# Excerpted records
■ ■ ■

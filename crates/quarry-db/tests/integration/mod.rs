pub mod common;

mod aggregation_tests;
mod job_record_tests;
mod run_log_tests;
mod source_tests;
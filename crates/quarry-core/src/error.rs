use std::time::Duration;

use thiserror::Error;

/// Application-wide error types for Quarry.
#[derive(Error, Debug)]
pub enum AppError {
    /// HTTP request failed (fetching a job board).
    #[error("HTTP error: {0}")]
    HttpError(String),

    /// Board response could not be understood by the adapter.
    #[error("Parse error: {0}")]
    ParseError(String),

    /// JSON serialization/deserialization failed.
    #[error("Serialization error: {0}")]
    SerializationError(#[from] serde_json::Error),

    /// Request timed out.
    #[error("Request timed out after {0:?}")]
    Timeout(Duration),

    /// Network/connection error.
    #[error("Network error: {0}")]
    NetworkError(String),

    /// The ATS family of a source could not be determined.
    #[error("Unknown ATS type for {0}")]
    UnknownSourceType(String),

    /// A raw posting lacks a mandatory field.
    #[error("Posting is missing mandatory field '{field}'")]
    MissingField { field: &'static str },

    /// Database operation failed.
    #[error("Database error: {0}")]
    DatabaseError(String),

    /// A uniqueness constraint rejected the write (duplicate source name or URL).
    #[error("Conflict: {0}")]
    Conflict(String),

    #[error("Not found: {0}")]
    NotFound(String),

    /// Configuration is missing or invalid.
    #[error("Configuration error: {0}")]
    ConfigError(String),

    /// Generic error.
    #[error("{0}")]
    Generic(String),
}

impl AppError {
    /// Returns true if this error came out of fetching or parsing a job board.
    ///
    /// These are contained to the source that raised them.
    pub fn is_scrape_failure(&self) -> bool {
        matches!(
            self,
            AppError::HttpError(_)
                | AppError::ParseError(_)
                | AppError::SerializationError(_)
                | AppError::Timeout(_)
                | AppError::NetworkError(_)
        )
    }

    /// Returns true if the store is unavailable. Such errors abort a run.
    pub fn is_store_failure(&self) -> bool {
        matches!(self, AppError::DatabaseError(_))
    }
}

■ ■ ■

In the answer, the lines from the first line of the data above through the line containing "by the adapter." must appear exactly as written, with nothing else.

# Exercise answer
filename crates/quarry-db/tests/integration/mod.rs
pub mod common;

mod aggregation_tests;
mod job_record_tests;
mod run_log_tests;
mod source_tests;
filename crates/quarry-core/src/error.rs
use std::time::Duration;

use thiserror::Error;

/// Application-wide error types for Quarry.
#[derive(Error, Debug)]
pub enum AppError {
    /// HTTP request failed (fetching a job board).
    #[error("HTTP error: {0}")]
    HttpError(String),

    /// Board response could not be understood by the adapter.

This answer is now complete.